This dissertation examines the extent to which decoloniality can be employed as a theological hermeneutic to foster Christian unity and reconciliation. It investigates whether decoloniality can disrupt the settler colonial imaginary that developed from Eurocentrism, white supremacy, patriarchy, and exploitative capitalist practices. Anchored in Reformed theology, this study draws on the theory of coloniality/decoloniality, settler colonial studies, the study of religion, and the theological concentrations of ecclesiology and missiology. It poses three questions: 1.) How is theology implicated in the formation of the settler colonial imaginary in South Africa? 2.) To what extent can decoloniality be applied as a hermeneutic in the Reformed tradition to render white Christians ethically and morally vulnerable to the unifying power of the cross? 3.) Can the decolonial telos of pluriversality be applied theologically to facilitate the church’s transformation from functional coexistence to the splendor of a new Ephesian moment?
Chapter 1 responds to the call of the fallist movements for decolonization. It confronts the personal, prophetic, and pathological dimensions of post-apartheid society and the consequences of coloniality. Chapter 2 investigates power relations within the settler colonial imaginary and the role Christian evangelism played in its formation. Chapter 3 establishes decoloniality as an essential hermeneutic for understanding the contemporary South African situation. It focuses on Sabelo Ndlovu-Gatsheni’s contribution to decolonial discourses. Chapter 4 examines the theological application of decoloniality to South Africa’s pressing social challenges in light of the legacies of imperialism, colonialism, and apartheid. The thought of theologians Vuyani Vellem and Gerrie Snyman is explored as it relates to the message of the cross and vulnerability. The dissertation turns in Chapter 5 to the pluriversal telos of decoloniality and the promise it holds for church unification.

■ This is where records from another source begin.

/// Weather condition categories mapped from AccuWeather icon codes
#[derive(Debug, Clone, Copy, PartialEq, Eq, Serialize, Deserialize)]
#[serde(rename_all = "snake_case")]
pub enum WeatherCondition {
    Sunny,
    PartlySunny,
    Hazy,
    MostlyCloudy,
    Cloudy,
    Fog,
    Showers,
    Thunderstorm,
    Rain,
    Flurries,
    Snow,
    Ice,
    Sleet,
    FreezingRain,
    RainAndSnow,
    Hot,
    Cold,
    Windy,
    ClearNight,
    PartlyCloudyNight,
    /// Codes missing from the table
    Unknown,
}

impl WeatherCondition {
    /// Convert an AccuWeather icon number to a condition.
    /// See: https://developer.accuweather.com/weather-icons
    pub fn from_icon_code(code: u32) -> Self {
        match code {
            1 | 2 => Self::Sunny,
            3 | 4 => Self::PartlySunny,
            5 | 37 => Self::Hazy,
            6 | 38 => Self::MostlyCloudy,
            7 | 8 => Self::Cloudy,
            11 => Self::Fog,
            12..=14 | 39 | 40 => Self::Showers,
            15..=17 | 41 | 42 => Self::Thunderstorm,
            18 => Self::Rain,
            19..=21 | 43 => Self::Flurries,
            22 | 23 | 44 => Self::Snow,
            24 => Self::Ice,
            25 => Self::Sleet,
            26 => Self::FreezingRain,
            29 => Self::RainAndSnow,
            30 => Self::Hot,
            31 => Self::Cold,
            32 => Self::Windy,
            33 | 34 => Self::ClearNight,
            35 | 36 => Self::PartlyCloudyNight,
            _ => Self::Unknown,
        }
    }

    /// Get a human-readable description
    pub fn description(&self) -> &'static str {
        match self {
            Self::Sunny => "Sunny",
            Self::PartlySunny => "Partly Sunny",
            Self::Hazy => "Hazy",
            Self::MostlyCloudy => "Mostly Cloudy",
            Self::Cloudy => "Cloudy",
            Self::Fog => "Fog",
            Self::Showers => "Showers",
            Self::Thunderstorm => "Thunderstorms",
            Self::Rain => "Rain",
            Self::Flurries => "Flurries",
            Self::Snow => "Snow",
            Self::Ice => "Ice",
            Self::Sleet => "Sleet",
            Self::FreezingRain => "Freezing Rain",
            Self::RainAndSnow => "Rain and Snow",
            Self::Hot => "Hot",
            Self::Cold => "Cold",
            Self::Windy => "Windy",
            Self::ClearNight => "Clear",
            Self::PartlyCloudyNight => "Partly Cloudy",
            Self::Unknown => "Unknown",
        }
    }

    /// Icon asset file name, relative to the icon base URL
    pub fn icon_asset(&self) -> &'static str {
        match self {
            Self::Sunny => "sunny.svg",
            Self::PartlySunny => "partly-sunny.svg",
            Self::Hazy => "hazy.svg",
            Self::MostlyCloudy => "mostly-cloudy.svg",
            Self::Cloudy => "cloudy.svg",
            Self::Fog => "fog.svg",
            Self::Showers => "showers.svg",
            Self::Thunderstorm => "thunderstorm.svg",
            Self::Rain => "rain.svg",
            Self::Flurries => "flurries.svg",
            Self::Snow => "snow.svg",
            Self::Ice | Self::Sleet | Self::FreezingRain => "sleet.svg",
            Self::RainAndSnow => "rain-snow.svg",
            Self::Hot => "hot.svg",
            Self::Cold => "cold.svg",
            Self::Windy => "windy.svg",
            Self::ClearNight => "clear-night.svg",
            Self::PartlyCloudyNight => "partly-cloudy-night.svg",
            Self::Unknown => "default.svg",
        }
    }
}

/// Geographic coordinates
#[derive(Debug, Clone, Copy, PartialEq, Serialize, Deserialize)]
pub struct Coordinates {
    pub latitude: f64,
    pub longitude: f64,
}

In light of Christ’s prayer “that they may all be one” and the vision for convivial unity across difference in Ephesians, where the metaphors of temple and body are central, decoloniality is found to be an essential hermeneutic for nurturing a new Ephesian moment. However, it is not sufficient. Authentic vulnerability on the part of the white community is necessary to unsettle the settler colonial imaginary.